(Beginning of Task input)

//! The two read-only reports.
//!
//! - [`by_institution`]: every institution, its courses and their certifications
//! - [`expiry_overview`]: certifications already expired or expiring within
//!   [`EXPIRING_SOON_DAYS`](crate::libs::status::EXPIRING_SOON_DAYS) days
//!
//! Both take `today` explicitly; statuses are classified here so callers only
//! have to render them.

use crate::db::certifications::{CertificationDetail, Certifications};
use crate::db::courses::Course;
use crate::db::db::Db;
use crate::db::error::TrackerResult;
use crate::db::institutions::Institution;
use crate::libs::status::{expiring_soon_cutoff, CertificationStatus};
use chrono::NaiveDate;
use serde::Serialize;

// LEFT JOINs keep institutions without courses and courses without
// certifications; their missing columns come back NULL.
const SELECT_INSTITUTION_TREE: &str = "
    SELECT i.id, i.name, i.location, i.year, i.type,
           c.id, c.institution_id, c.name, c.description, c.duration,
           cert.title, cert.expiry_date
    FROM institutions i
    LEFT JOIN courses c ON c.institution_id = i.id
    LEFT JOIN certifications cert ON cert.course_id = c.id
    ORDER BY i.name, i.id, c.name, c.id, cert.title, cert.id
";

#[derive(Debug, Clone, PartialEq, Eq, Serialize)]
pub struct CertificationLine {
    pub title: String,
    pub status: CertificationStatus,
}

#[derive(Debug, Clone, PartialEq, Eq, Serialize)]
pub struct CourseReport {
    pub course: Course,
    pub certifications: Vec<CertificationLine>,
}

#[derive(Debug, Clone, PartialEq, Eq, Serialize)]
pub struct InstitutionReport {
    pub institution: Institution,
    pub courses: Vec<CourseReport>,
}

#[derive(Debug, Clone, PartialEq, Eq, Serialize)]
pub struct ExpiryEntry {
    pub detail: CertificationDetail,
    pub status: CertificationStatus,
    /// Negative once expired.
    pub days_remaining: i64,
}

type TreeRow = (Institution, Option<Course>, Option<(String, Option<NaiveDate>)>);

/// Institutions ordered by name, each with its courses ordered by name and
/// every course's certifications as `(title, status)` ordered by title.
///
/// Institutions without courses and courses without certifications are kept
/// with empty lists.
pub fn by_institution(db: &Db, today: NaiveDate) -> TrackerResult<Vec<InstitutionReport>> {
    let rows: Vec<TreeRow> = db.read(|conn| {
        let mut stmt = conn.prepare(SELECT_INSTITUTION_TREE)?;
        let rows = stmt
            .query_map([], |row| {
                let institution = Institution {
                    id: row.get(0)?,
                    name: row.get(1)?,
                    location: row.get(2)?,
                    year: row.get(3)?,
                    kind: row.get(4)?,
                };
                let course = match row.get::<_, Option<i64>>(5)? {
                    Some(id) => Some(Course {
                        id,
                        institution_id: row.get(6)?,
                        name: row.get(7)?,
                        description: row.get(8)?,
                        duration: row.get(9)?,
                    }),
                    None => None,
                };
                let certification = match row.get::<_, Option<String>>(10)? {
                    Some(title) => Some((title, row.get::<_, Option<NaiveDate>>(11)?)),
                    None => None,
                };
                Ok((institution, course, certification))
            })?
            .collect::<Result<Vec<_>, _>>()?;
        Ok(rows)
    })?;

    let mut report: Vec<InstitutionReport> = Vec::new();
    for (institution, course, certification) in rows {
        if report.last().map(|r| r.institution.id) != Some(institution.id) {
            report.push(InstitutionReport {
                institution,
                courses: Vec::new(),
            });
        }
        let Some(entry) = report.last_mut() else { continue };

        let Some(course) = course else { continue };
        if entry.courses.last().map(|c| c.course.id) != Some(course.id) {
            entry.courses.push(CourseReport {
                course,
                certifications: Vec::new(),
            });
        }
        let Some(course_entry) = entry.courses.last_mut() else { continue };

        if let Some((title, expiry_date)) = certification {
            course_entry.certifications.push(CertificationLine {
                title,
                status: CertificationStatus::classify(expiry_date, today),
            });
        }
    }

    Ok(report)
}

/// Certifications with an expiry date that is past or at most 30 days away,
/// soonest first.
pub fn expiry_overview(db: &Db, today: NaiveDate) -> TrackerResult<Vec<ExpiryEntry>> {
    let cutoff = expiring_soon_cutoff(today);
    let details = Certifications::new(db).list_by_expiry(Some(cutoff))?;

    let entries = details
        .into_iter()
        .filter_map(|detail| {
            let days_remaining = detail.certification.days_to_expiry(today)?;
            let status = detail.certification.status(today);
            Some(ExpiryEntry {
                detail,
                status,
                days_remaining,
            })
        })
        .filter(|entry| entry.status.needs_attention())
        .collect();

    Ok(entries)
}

(End of Task input)

Work to be completed: Locate the lines above that hold the word "location". Show every one of them.

Answer to this exercise:
    SELECT i.id, i.name, i.location, i.year, i.type,
                    location: row.get(2)?,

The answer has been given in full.